◆ TASK INSTRUCTIONS
Going through the listing below, tally the lines that contain the word "rendered" and give only that figure.

──────── SOURCE DATA ────────

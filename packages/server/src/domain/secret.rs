//! Server-wide shared secret.

use std::{fmt, sync::Arc};

/// The secret every client must present during the handshake.
///
/// Set once at startup and never changed. `Debug` output is redacted so the
/// value cannot leak into logs.
#[derive(Clone, PartialEq, Eq)]
pub struct Secret(Arc<str>);

impl Secret {
    pub fn new(value: impl Into<String>) -> Self {
        Self(Arc::from(value.into()))
    }

    /// Compare a submitted line with the secret.
    ///
    /// The submission is trimmed of surrounding whitespace (including its line
    /// terminator) and then compared byte for byte. An empty submission is a
    /// regular candidate, not a special case.
    pub fn matches(&self, submitted: &str) -> bool {
        submitted.trim().as_bytes() == self.0.as_bytes()
    }
}

impl fmt::Debug for Secret {
    fn fmt(&self, f: &mut fmt::Formatter<'_>) -> fmt::Result {
        f.write_str("Secret(***)")
    }
}

#[cfg(test)]
mod tests {
    use super::*;

    #[test]
    fn test_matches_ignores_surrounding_whitespace() {
        // テスト項目: 送信された値の前後の空白と改行は無視される
        // given (前提条件):
        let secret = Secret::new("hunter2");

        // when (操作):
        let exact = secret.matches("hunter2");
        let with_newline = secret.matches("hunter2\r\n");
        let padded = secret.matches("  hunter2 ");

        // then (期待する結果):
        assert!(exact);
        assert!(with_newline);
        assert!(padded);
    }

    #[test]
    fn test_matches_is_case_sensitive() {
        // テスト項目: 大文字小文字は区別される
        // given (前提条件):
        let secret = Secret::new("hunter2");

        // when (操作):
        let result = secret.matches("HUNTER2");

        // then (期待する結果):
        assert!(!result);
    }

    #[test]
    fn test_empty_submission_is_compared_normally() {
        // テスト項目: 空の入力は通常の値として比較される
        // given (前提条件):
        let empty_secret = Secret::new("");
        let secret = Secret::new("hunter2");

        // when (操作):
        let empty_vs_empty = empty_secret.matches("\n");
        let empty_vs_secret = secret.matches("");

        // then (期待する結果):
        assert!(empty_vs_empty);
        assert!(!empty_vs_secret);
    }

    #[test]
    fn test_debug_is_redacted() {
        // テスト項目: Debug 出力に秘密の値が含まれない
        // given (前提条件):
        let secret = Secret::new("hunter2");

        // when (操作):
        let rendered = format!("{:?}", secret);

        // then (期待する結果):
        assert!(!rendered.contains("hunter2"));
    }
}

────────

◆ TASK OUTPUT
2